The study demonstrates that combining different orbital symmetries in multipolar Kondo models results in novel non-Fermi liquid states, expanding understanding of quantum impurity systems.

Findings

Single orbital-symmetry components produce identical non-Fermi liquid states.

Mixed orbital-symmetry components lead to a new non-Fermi liquid state.

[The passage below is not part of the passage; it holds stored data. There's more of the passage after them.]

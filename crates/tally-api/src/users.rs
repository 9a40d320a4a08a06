use axum::{
    Json,
    extract::{Path, State, rejection::JsonRejection},
    http::StatusCode,
    response::IntoResponse,
};
use tally_db::LedgerError;
use tally_types::api::{RegisterRequest, RegisterResponse};
use tally_types::models::{User, UserStats};
use tracing::warn;

use crate::error::{ActionError, ApiError};
use crate::state::{AppState, run_blocking};

/// GET /usuarios — every user, highest score first.
pub async fn list_users(State(state): State<AppState>) -> Result<Json<Vec<User>>, ApiError> {
    let users = run_blocking(&state, |db| db.get_leaderboard()).await?;
    Ok(Json(users))
}

/// POST /usuarios — register a name and hand back its public code.
pub async fn register(
    State(state): State<AppState>,
    payload: Result<Json<RegisterRequest>, JsonRejection>,
) -> Result<impl IntoResponse, ActionError> {
    let Json(req) = payload.map_err(|e| {
        warn!("Rejected registration body: {}", e);
        ApiError::BadBody
    })?;
    let nombre = req.nombre.ok_or(LedgerError::EmptyName)?;

    let registration = run_blocking(&state, move |db| db.register_user(&nombre)).await?;

    Ok((
        StatusCode::CREATED,
        Json(RegisterResponse {
            success: true,
            message: registration.message,
            codigo_usuario: Some(registration.codigo_usuario),
        }),
    ))
}

pub async fn get_user(
    State(state): State<AppState>,
    Path(codigo): Path<String>,
) -> Result<Json<User>, ApiError> {
    run_blocking(&state, move |db| db.get_user_by_code(&codigo))
        .await?
        .map(Json)
        .ok_or(ApiError::NotFound)
}

pub async fn get_stats(
    State(state): State<AppState>,
    Path(codigo): Path<String>,
) -> Result<Json<UserStats>, ApiError> {
    run_blocking(&state, move |db| db.get_user_stats(&codigo))
        .await?
        .map(Json)
        .ok_or(ApiError::NotFound)
}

Quantum fluctuations in mixed channels are key to the new state.

Abstract

Recently it was shown that the multipolar Kondo problem, wherein a quantum impurity carrying higher-rank multipolar moments interacts with conduction electrons, leads to novel non-Fermi liquid states. Because of the multipolar character of the local moments, the form of the interaction with conduction electrons is strongly dependent on the orbital-symmetry of the conduction electrons via crystalline symmetry constraints. This suggests that there may exist a variety of different non-Fermi liquid states in generic multipolar Kondo problems depending on the character of conduction electrons. In this work, using renormalization group analysis, we investigate a model where the multipolar local moment is coupled to conduction electrons with two different orbital-symmetry components, namely $p$-wave and $f$-wave symmetries. When each orbital-symmetry component is present alone, non-Fermi liquid states with exactly the same thermodynamic singularities appear. When both orbital-symmetry components are allowed, however, a completely different non-Fermi liquid state arises via the quantum fluctuations in the mixed scattering channels. This remarkable result suggests that the multipolar Kondo problem presents novel opportunities for the discovery of unexpected non-Fermi liquid states.